Heeb warned that “the debt buildup could worsen a generational wealth gap that was already on the rise for millennials.” She factored inflation, interest rates, childcare, home prices, cost of living, and student loan debt as causes.

There’s more to the story: millennials, the largest demographic in our workforce, began their careers during the Great Recession, a period of low wages and high unemployment. Their struggle to find good jobs and build careers made it difficult for them to pay off loans and debt. Businesses during the recession froze hiring and cut staff, salaries, and benefits. Millennials fell behind. As of 2020, over half of adults between 18 and 29 still lived with their parents.

Student loans, university administrative staff, the race to improve and expand facilities—these magnified the costs of higher education. As a result, millennials took on substantial debt to pay for college.

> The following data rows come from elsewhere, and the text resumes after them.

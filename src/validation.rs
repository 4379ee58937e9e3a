//! Pre-flight validation for model parameters
//!
//! Hard errors are already rejected when `ModelParameters` is built. These
//! checks look at combinations of valid parameters that are known to end badly
//! (a terminal variance that runs out before the budget, a loop that never
//! starts) and report them before any computation.

use crate::config::Config;
use crate::model::{ModelConfig, TERMINAL_VARIANCE_STEP};
use tracing::{error, info, warn};

/// Validation result with detailed findings
#[derive(Debug, Clone)]
pub struct ValidationResult {
    pub passed: bool,
    pub checks: Vec<ValidationCheck>,
}

#[derive(Debug, Clone)]
pub struct ValidationCheck {
    pub name: String,
    pub passed: bool,
    pub message: String,
    pub level: ValidationLevel,
}

#[derive(Debug, Clone, PartialEq)]
pub enum ValidationLevel {
    Critical, // Must pass for the run to proceed
    Warning,  // Run proceeds, outcome is suspect
    Info,     // Informational only
}

impl Default for ValidationResult {
    fn default() -> Self {
        Self::new()
    }
}

impl ValidationResult {
    pub fn new() -> Self {
        ValidationResult {
            passed: true,
            checks: Vec::new(),
        }
    }

    pub fn add_check(&mut self, check: ValidationCheck) {
        if !check.passed && check.level == ValidationLevel::Critical {
            self.passed = false;
        }
        self.checks.push(check);
    }

    pub fn critical_failures(&self) -> Vec<&ValidationCheck> {
        self.checks
            .iter()
            .filter(|c| !c.passed && c.level == ValidationLevel::Critical)
            .collect()
    }

    pub fn warnings(&self) -> Vec<&ValidationCheck> {
        self.checks
            .iter()
            .filter(|c| !c.passed && c.level == ValidationLevel::Warning)
            .collect()
    }

    pub fn display(&self) {
        info!("🔍 Pre-flight Validation");
        info!("━━━━━━━━━━━━━━━━━━━━━━━━━━━━━━━━━━━━━━━━");

        for check in &self.checks {
            let icon = if check.passed {
                "✅"
            } else {
                match check.level {
                    ValidationLevel::Critical => "❌",
                    ValidationLevel::Warning => "⚠️",
                    ValidationLevel::Info => "ℹ️",
                }
            };

            info!("{} {} - {}", icon, check.name, check.message);
        }

        info!("━━━━━━━━━━━━━━━━━━━━━━━━━━━━━━━━━━━━━━━━");

        if !self.passed {
            let failures = self.critical_failures();
            error!("❌ Validation failed: {} critical issue(s)", failures.len());
            for failure in failures {
                error!("   • {}: {}", failure.name, failure.message);
            }
        } else {
            let warnings = self.warnings();
            if !warnings.is_empty() {
                warn!("⚠️  {} warning(s) detected", warnings.len());
                for warning in warnings {
                    warn!("   • {}: {}", warning.name, warning.message);
                }
            }
            info!("✅ All critical checks passed");
        }
    }
}

/// Pre-flight validator for a configured model run
pub struct PreFlightValidator {
    config: Config,
}

impl PreFlightValidator {
    pub fn new(config: Config) -> Self {
        PreFlightValidator { config }
    }

    /// Run full validation suite
    pub fn validate_all(&self) -> ValidationResult {
        let mut result = ValidationResult::new();
        let model = &self.config.model;

        result.add_check(self.check_parameters(model));
        result.add_check(self.check_loop_starts(model));
        result.add_check(self.check_terminal_variance_budget(model));
        result.add_check(self.check_resolution(model));
        result.add_check(self.check_seed());

        result
    }

    fn check_parameters(&self, model: &ModelConfig) -> ValidationCheck {
        match model.clone().build() {
            Ok(_) => ValidationCheck {
                name: "Parameters".to_string(),
                passed: true,
                message: format!(
                    "N={}, SIGMA_G={}, SIGMA={}, target {} ± {}",
                    model.steps,
                    model.terminal_guess_volatility,
                    model.noise_variance,
                    model.target_initial_variance,
                    model.tolerance
                ),
                level: ValidationLevel::Critical,
            },
            Err(e) => ValidationCheck {
                name: "Parameters".to_string(),
                passed: false,
                message: e.to_string(),
                level: ValidationLevel::Critical,
            },
        }
    }

    fn check_loop_starts(&self, model: &ModelConfig) -> ValidationCheck {
        // SIGMA_post[0] starts at zero, so a target inside the tolerance ends
        // the search before the first pass and leaves LAMBDA[0] at zero.
        let starts = model.target_initial_variance > model.tolerance;
        ValidationCheck {
            name: "Outer Loop".to_string(),
            passed: starts,
            message: if starts {
                "Initial variance target lies outside the tolerance band around zero".to_string()
            } else {
                format!(
                    "target_initial_variance ({}) is within tolerance ({}) of zero; no pass would run",
                    model.target_initial_variance, model.tolerance
                )
            },
            level: ValidationLevel::Critical,
        }
    }

    fn check_terminal_variance_budget(&self, model: &ModelConfig) -> ValidationCheck {
        // Passes that still start from a non-negative terminal variance
        let usable =
            (model.terminal_guess_volatility / TERMINAL_VARIANCE_STEP).floor() as usize + 1;
        if usable < model.max_iterations {
            ValidationCheck {
                name: "Terminal Variance".to_string(),
                passed: false,
                message: format!(
                    "SIGMA_G={} supports {} passes at step {}, fewer than max_iterations={}",
                    model.terminal_guess_volatility,
                    usable,
                    TERMINAL_VARIANCE_STEP,
                    model.max_iterations
                ),
                level: ValidationLevel::Warning,
            }
        } else {
            ValidationCheck {
                name: "Terminal Variance".to_string(),
                passed: true,
                message: format!("{} passes available", usable),
                level: ValidationLevel::Info,
            }
        }
    }

    fn check_resolution(&self, model: &ModelConfig) -> ValidationCheck {
        if model.steps < 2 {
            ValidationCheck {
                name: "Discretization".to_string(),
                passed: false,
                message: "N=1 has no interior periods; the forward pass only carries the terminal change"
                    .to_string(),
                level: ValidationLevel::Warning,
            }
        } else {
            ValidationCheck {
                name: "Discretization".to_string(),
                passed: true,
                message: format!("dT = {:.6}", 1.0 / model.steps as f64),
                level: ValidationLevel::Info,
            }
        }
    }

    fn check_seed(&self) -> ValidationCheck {
        match self.config.solver.seed {
            Some(seed) => ValidationCheck {
                name: "Random Source".to_string(),
                passed: true,
                message: format!("seeded with {}", seed),
                level: ValidationLevel::Info,
            },
            None => ValidationCheck {
                name: "Random Source".to_string(),
                passed: true,
                message: "seeded from entropy; runs are not reproducible".to_string(),
                level: ValidationLevel::Info,
            },
        }
    }
}
// End-to-end tests: configure, run the model, hand the run to a sink

mod common;

use kyle_model::{
    IterationObserver, IterationReport, JsonSink, KyleModel, LogSink, Termination,
    VisualizationSink, MM_PRICE_KEY, INFORMED_PROFIT_KEY,
};
use common::create_test_config;

#[derive(Default)]
struct Recorder {
    reports: Vec<IterationReport>,
    finished: Option<(Termination, usize)>,
}

impl IterationObserver for Recorder {
    fn on_iteration(&mut self, report: &IterationReport) {
        self.reports.push(*report);
    }

    fn on_finish(&mut self, termination: Termination, iterations: usize) {
        self.finished = Some((termination, iterations));
    }
}

#[test]
fn test_complete_run_workflow() {
    // Step 1: configuration
    let config = create_test_config();
    let params = config.model.clone().build().expect("valid parameters");

    // Step 2: run with an observer
    let mut model = KyleModel::with_optional_seed(params, config.solver.seed)
        .expect("Failed to build model")
        .with_root_policy(config.solver.root_policy);
    let mut recorder = Recorder::default();
    let run = model.run_observed(&mut recorder).expect("Run failed");

    // Step 3: the trace matches the result
    assert_eq!(recorder.reports.len(), run.multiperiod.iterations);
    assert_eq!(recorder.finished, Some((Termination::Converged, run.multiperiod.iterations)));
    let last = recorder.reports.last().expect("at least one iteration");
    assert_eq!(last.initial_variance, run.multiperiod.sigma_post[0]);
    assert!(last.gap.abs() <= run.parameters.tolerance());
    for pair in recorder.reports.windows(2) {
        assert!(pair[1].terminal_variance < pair[0].terminal_variance);
    }

    // Step 4: both sinks accept the run
    LogSink::default().consume(&run).expect("Log sink failed");

    let mut sink = JsonSink::new(Vec::new(), true);
    sink.consume(&run).expect("JSON sink failed");
    let json: serde_json::Value =
        serde_json::from_slice(&sink.into_inner()).expect("Sink output is not JSON");

    assert_eq!(json["seed"], 42);
    assert_eq!(json["multiperiod"]["iterations"], 54);
    assert_eq!(json["multiperiod"]["converged"], true);
    assert_eq!(json["multiperiod"]["termination"], "Converged");
    assert!(json["one_period"]["mm_price"].is_number());
}

#[test]
fn test_one_period_map_keys() {
    let config = create_test_config();
    let params = config.model.build().expect("valid parameters");
    let mut model = KyleModel::seeded(params, 7).expect("Failed to build model");

    let map = model.one_period_price().expect("One-period pricing failed").as_map();
    assert_eq!(map.len(), 2);
    assert!(map[MM_PRICE_KEY].is_finite());
    assert!(map[INFORMED_PROFIT_KEY] >= 0.0);
}

#[tokio::test]
async fn test_run_on_blocking_pool() {
    let params = create_test_config().model.build().expect("valid parameters");

    let run = tokio::task::spawn_blocking(move || KyleModel::seeded(params, 5)?.run())
        .await
        .expect("Task panicked")
        .expect("Run failed");

    assert!(run.multiperiod.converged);
}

Those whose parents could afford the price of college began careers ahead of students from low-income families who depended on loans and worked through college, sacrificing study time to earn rent money through odd jobs and menial labor.

Some millennials believe they can’t find jobs as easily as their parents did. They don’t want to work for an employer for decades until they earn a company watch or their names on a plaque. Many of them work freelance jobs or part-time gigs lacking health insurance benefits or retirement contributions. Some may enjoy the flexibility that contract work provides, but others would prefer more stability.

What’s to be done?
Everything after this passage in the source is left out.